↓

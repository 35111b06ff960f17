//! Vocabulary card types.

use chrono::{DateTime, Utc};
use serde::{Deserialize, Serialize};
use uuid::Uuid;

use super::quality::Quality;
use super::schedule::{ScheduleOutcome, ScheduleState};
use super::status::LearningStatus;
use crate::config::SchedulerConfig;
use crate::scheduling::retention_score;

/// A learner's progress on one word.
#[derive(Debug, Clone, PartialEq, Serialize, Deserialize)]
pub struct VocabularyCard {
    /// Unique identifier for the card.
    pub id: Uuid,
    /// Owner of the card.
    pub learner_id: String,
    /// Dictionary key of the word being learned.
    pub word_id: String,
    /// Current learning status.
    pub status: LearningStatus,
    /// SM-2 ease factor (>= 1.3).
    pub ease_factor: f64,
    /// Current interval in days (>= 1).
    pub interval_days: u32,
    /// Consecutive successful recalls.
    pub repetition_number: u32,
    /// Total answers submitted.
    pub times_seen: u32,
    /// Answers with quality >= 3.
    pub times_correct: u32,
    /// Answers with quality < 3.
    pub times_incorrect: u32,
    /// When the last answer was submitted.
    #[serde(skip_serializing_if = "Option::is_none")]
    pub last_reviewed: Option<DateTime<Utc>>,
    /// When the card is next due. `None` means never scheduled, due now.
    #[serde(skip_serializing_if = "Option::is_none")]
    pub next_review: Option<DateTime<Utc>>,
    /// Learner's personal notes.
    #[serde(skip_serializing_if = "Option::is_none")]
    pub user_notes: Option<String>,
    /// Creation timestamp.
    pub created_at: DateTime<Utc>,
    /// Last modification timestamp.
    pub updated_at: DateTime<Utc>,
    /// Incremented on every persisted update.
    #[serde(default)]
    pub version: u64,
}

impl VocabularyCard {
    /// Create a fresh card for a word the learner just added.
    pub fn new(
        learner_id: impl Into<String>,
        word_id: impl Into<String>,
        config: &SchedulerConfig,
        now: DateTime<Utc>,
    ) -> Self {
        Self {
            id: Uuid::new_v4(),
            learner_id: learner_id.into(),
            word_id: word_id.into(),
            status: LearningStatus::New,
            ease_factor: config.initial_ease_factor,
            interval_days: config.initial_interval_days,
            repetition_number: 0,
            times_seen: 0,
            times_correct: 0,
            times_incorrect: 0,
            last_reviewed: None,
            next_review: None,
            user_notes: None,
            created_at: now,
            updated_at: now,
            version: 0,
        }
    }

    /// Set the user notes.
    pub fn with_notes(mut self, notes: impl Into<String>) -> Self {
        self.user_notes = Some(notes.into());
        self
    }

    /// Set the next review date.
    pub fn with_next_review(mut self, next_review: DateTime<Utc>) -> Self {
        self.next_review = Some(next_review);
        self
    }

    /// Set the status.
    pub fn with_status(mut self, status: LearningStatus) -> Self {
        self.status = status;
        self
    }

    /// Scheduling fields, as input for the interval calculator.
    pub fn schedule_state(&self) -> ScheduleState {
        ScheduleState::new(self.ease_factor, self.interval_days, self.repetition_number)
    }

    /// Whether the card is eligible for review at `now`.
    pub fn is_due(&self, now: DateTime<Utc>) -> bool {
        self.next_review.map_or(true, |due| due <= now)
    }

    /// Fold one scheduled answer into the card.
    pub fn record_review(&mut self, outcome: &ScheduleOutcome, quality: Quality, now: DateTime<Utc>) {
        self.ease_factor = outcome.ease_factor;
        self.interval_days = outcome.interval_days;
        self.repetition_number = outcome.repetition_number;
        self.next_review = Some(outcome.next_review);
        self.status = outcome.status;
        self.last_reviewed = Some(now);
        self.updated_at = now;
        self.times_seen += 1;
        if quality.is_success() {
            self.times_correct += 1;
        } else {
            self.times_incorrect += 1;
        }
        debug_assert!(
            !self.status.resets_streak() || self.repetition_number == 0,
            "{} card with repetition streak {}",
            self.status,
            self.repetition_number
        );
    }

    /// Combined accuracy/ease score in 0..=100.
    pub fn retention_score(&self) -> f64 {
        retention_score(self.times_correct, self.times_incorrect, self.ease_factor)
    }
}

#[cfg(test)]
mod tests {
    use super::*;
    use chrono::{Duration, TimeZone};

    fn now() -> DateTime<Utc> {
        Utc.with_ymd_and_hms(2024, 3, 1, 9, 0, 0).unwrap()
    }

    #[test]
    fn test_new_card_defaults() {
        let card = VocabularyCard::new("alice", "hund", &SchedulerConfig::default(), now());
        assert_eq!(card.status, LearningStatus::New);
        assert_eq!(card.ease_factor, 2.5);
        assert_eq!(card.interval_days, 1);
        assert_eq!(card.repetition_number, 0);
        assert_eq!(card.times_seen, 0);
        assert!(card.last_reviewed.is_none());
        assert!(card.next_review.is_none());
        assert_eq!(card.version, 0);
    }

    #[test]
    fn test_new_card_uses_configured_defaults() {
        let config = SchedulerConfig {
            initial_ease_factor: 2.0,
            initial_interval_days: 2,
            ..Default::default()
        };
        let card = VocabularyCard::new("alice", "hund", &config, now());
        assert_eq!(card.ease_factor, 2.0);
        assert_eq!(card.interval_days, 2);
    }

    #[test]
    fn test_unscheduled_card_is_due() {
        let card = VocabularyCard::new("alice", "hund", &SchedulerConfig::default(), now());
        assert!(card.is_due(now()));
    }

    #[test]
    fn test_due_boundary_is_inclusive() {
        let card = VocabularyCard::new("alice", "hund", &SchedulerConfig::default(), now())
            .with_next_review(now());
        assert!(card.is_due(now()));
        assert!(!card.is_due(now() - Duration::seconds(1)));
    }

    #[test]
    fn test_record_review_updates_counters() {
        let mut card = VocabularyCard::new("alice", "hund", &SchedulerConfig::default(), now());
        let outcome = ScheduleOutcome {
            ease_factor: 2.6,
            interval_days: 1,
            repetition_number: 1,
            next_review: now() + Duration::days(1),
            status: LearningStatus::Learning,
        };

        card.record_review(&outcome, Quality::MAX, now());
        assert_eq!(card.times_seen, 1);
        assert_eq!(card.times_correct, 1);
        assert_eq!(card.times_incorrect, 0);
        assert_eq!(card.last_reviewed, Some(now()));
        assert_eq!(card.next_review, Some(now() + Duration::days(1)));
        assert_eq!(card.status, LearningStatus::Learning);

        let lapse = ScheduleOutcome {
            ease_factor: 2.3,
            interval_days: 1,
            repetition_number: 0,
            next_review: now() + Duration::days(1),
            status: LearningStatus::ReviewNeeded,
        };
        card.record_review(&lapse, Quality::clamped(1), now());
        assert_eq!(card.times_seen, 2);
        assert_eq!(card.times_incorrect, 1);
        assert_eq!(card.repetition_number, 0);
    }

    #[test]
    #[cfg(debug_assertions)]
    #[should_panic(expected = "repetition streak")]
    fn test_record_review_rejects_streak_on_reset_status() {
        let mut card = VocabularyCard::new("alice", "hund", &SchedulerConfig::default(), now());
        let inconsistent = ScheduleOutcome {
            ease_factor: 2.5,
            interval_days: 6,
            repetition_number: 2,
            next_review: now() + Duration::days(6),
            status: LearningStatus::ReviewNeeded,
        };
        card.record_review(&inconsistent, Quality::clamped(1), now());
    }
}
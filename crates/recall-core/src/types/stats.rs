//! Vocabulary statistics.

use serde::{Deserialize, Serialize};
use std::collections::HashMap;

use super::status::LearningStatus;

/// Per-learner vocabulary summary.
#[derive(Debug, Clone, Default, PartialEq, Eq, Serialize, Deserialize)]
pub struct VocabularyStats {
    pub total: usize,
    pub new: usize,
    pub learning: usize,
    pub familiar: usize,
    pub mastered: usize,
    pub review_needed: usize,
    pub due_for_review: usize,
}

impl VocabularyStats {
    /// Build stats from per-status counts; missing statuses count as zero.
    pub fn from_counts(counts: &HashMap<LearningStatus, usize>, due_for_review: usize) -> Self {
        let count = |status: LearningStatus| counts.get(&status).copied().unwrap_or(0);

        Self {
            total: counts.values().sum(),
            new: count(LearningStatus::New),
            learning: count(LearningStatus::Learning),
            familiar: count(LearningStatus::Familiar),
            mastered: count(LearningStatus::Mastered),
            review_needed: count(LearningStatus::ReviewNeeded),
            due_for_review,
        }
    }

    /// Count for a single status.
    pub fn count_for(&self, status: LearningStatus) -> usize {
        match status {
            LearningStatus::New => self.new,
            LearningStatus::Learning => self.learning,
            LearningStatus::Familiar => self.familiar,
            LearningStatus::Mastered => self.mastered,
            LearningStatus::ReviewNeeded => self.review_needed,
        }
    }
}
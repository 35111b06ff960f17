//! Recall quality scores.

use serde::{Deserialize, Serialize};

use crate::error::{RecallError, RecallResult};

/// Self-assessed recall quality on the SM-2 scale (0-5).
///
/// - 0: Complete blackout, no memory
/// - 1: Wrong answer, but recognized when shown
/// - 2: Wrong answer, but easy to remember once seen
/// - 3: Correct with serious difficulty
/// - 4: Correct with some hesitation
/// - 5: Perfect, immediate recall
#[derive(Debug, Clone, Copy, PartialEq, Eq, PartialOrd, Ord, Hash, Serialize, Deserialize)]
#[serde(try_from = "i32", into = "u8")]
pub struct Quality(u8);

impl Quality {
    /// Lowest quality (blackout).
    pub const MIN: Quality = Quality(0);
    /// Highest quality (perfect recall).
    pub const MAX: Quality = Quality(5);
    /// Lowest quality that counts as a successful recall.
    pub const PASSING: Quality = Quality(3);

    /// Create a quality, rejecting values outside 0..=5.
    pub fn new(value: i32) -> RecallResult<Self> {
        if (0..=5).contains(&value) {
            Ok(Self(value as u8))
        } else {
            Err(RecallError::quality_out_of_range(value))
        }
    }

    /// Create a quality, clamping values outside 0..=5 to the nearest bound.
    pub fn clamped(value: i32) -> Self {
        Self(value.clamp(0, 5) as u8)
    }

    /// Raw score.
    pub fn value(self) -> u8 {
        self.0
    }

    /// Whether this answer counts as a successful recall.
    pub fn is_success(self) -> bool {
        self >= Self::PASSING
    }

    /// Distance from a perfect answer, the `5 - q` term of the SM-2 formula.
    pub(crate) fn shortfall(self) -> f64 {
        f64::from(5 - self.0)
    }
}

impl TryFrom<i32> for Quality {
    type Error = RecallError;

    fn try_from(value: i32) -> Result<Self, Self::Error> {
        Quality::new(value)
    }
}

impl From<Quality> for u8 {
    fn from(quality: Quality) -> Self {
        quality.0
    }
}
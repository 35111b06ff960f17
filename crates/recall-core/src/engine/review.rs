//! Review submission workflow.
//!
//! One submission is a single read-modify-write of one card: load the card,
//! schedule the answer against the clock's current instant, fold the outcome
//! into the card and persist it according to the configured [`WriteMode`].

use std::sync::Arc;
use tracing::{debug, info, warn};
use uuid::Uuid;

use crate::config::{QualityPolicy, WriteMode};
use crate::error::{RecallError, RecallResult};
use crate::scheduling::IntervalCalculator;
use crate::traits::{CardStore, Clock};
use crate::types::{Quality, ReviewResult, VocabularyCard};

/// Applies learner answers to cards.
pub struct ReviewOrchestrator {
    store: Arc<dyn CardStore>,
    clock: Arc<dyn Clock>,
    calculator: IntervalCalculator,
    quality_policy: QualityPolicy,
    write_mode: WriteMode,
}

impl ReviewOrchestrator {
    pub fn new(
        store: Arc<dyn CardStore>,
        clock: Arc<dyn Clock>,
        calculator: IntervalCalculator,
        quality_policy: QualityPolicy,
        write_mode: WriteMode,
    ) -> Self {
        Self {
            store,
            clock,
            calculator,
            quality_policy,
            write_mode,
        }
    }

    fn resolve_quality(&self, quality: i32) -> RecallResult<Quality> {
        match self.quality_policy {
            QualityPolicy::Clamp => {
                let clamped = Quality::clamped(quality);
                if i32::from(clamped.value()) != quality {
                    debug!(quality, clamped = clamped.value(), "Clamped quality score");
                }
                Ok(clamped)
            }
            QualityPolicy::Reject => Quality::new(quality),
        }
    }

    /// Record an answer of `quality` (0-5) for one of the learner's cards.
    pub async fn submit_review(
        &self,
        learner_id: &str,
        card_id: Uuid,
        quality: i32,
    ) -> RecallResult<ReviewResult> {
        let quality = self.resolve_quality(quality)?;

        let mut card = self
            .store
            .find_by_learner_and_id(learner_id, card_id)
            .await?
            .ok_or_else(|| RecallError::not_found(card_id.to_string()))?;

        let now = self.clock.now();
        let outcome = self
            .calculator
            .calculate(&card.schedule_state(), quality, now)?;
        card.record_review(&outcome, quality, now);

        self.persist(&mut card).await?;

        info!(
            learner_id,
            card_id = %card.id,
            quality = quality.value(),
            status = %card.status,
            interval_days = card.interval_days,
            "Review recorded"
        );

        ReviewResult::from_card(&card)
            .ok_or_else(|| RecallError::Internal("Reviewed card has no next review".to_string()))
    }

    /// Write a modified card back, bumping its version.
    pub(crate) async fn persist(&self, card: &mut VocabularyCard) -> RecallResult<()> {
        let expected = card.version;
        card.version += 1;

        match self.write_mode {
            WriteMode::LastWriteWins => self.store.update(card).await,
            WriteMode::CompareAndSwap => {
                if self.store.update_if_version(card, expected).await? {
                    Ok(())
                } else {
                    warn!(card_id = %card.id, expected, "Lost concurrent update");
                    Err(RecallError::version_mismatch(card.id.to_string(), expected))
                }
            }
        }
    }
}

↑

Exercise: For every line of the material above that contains the word "derive", show the line.

Answer space:
#[derive(Debug, Clone, PartialEq, Serialize, Deserialize)]
#[derive(Debug, Clone, Default, PartialEq, Eq, Serialize, Deserialize)]
#[derive(Debug, Clone, Copy, PartialEq, Eq, PartialOrd, Ord, Hash, Serialize, Deserialize)]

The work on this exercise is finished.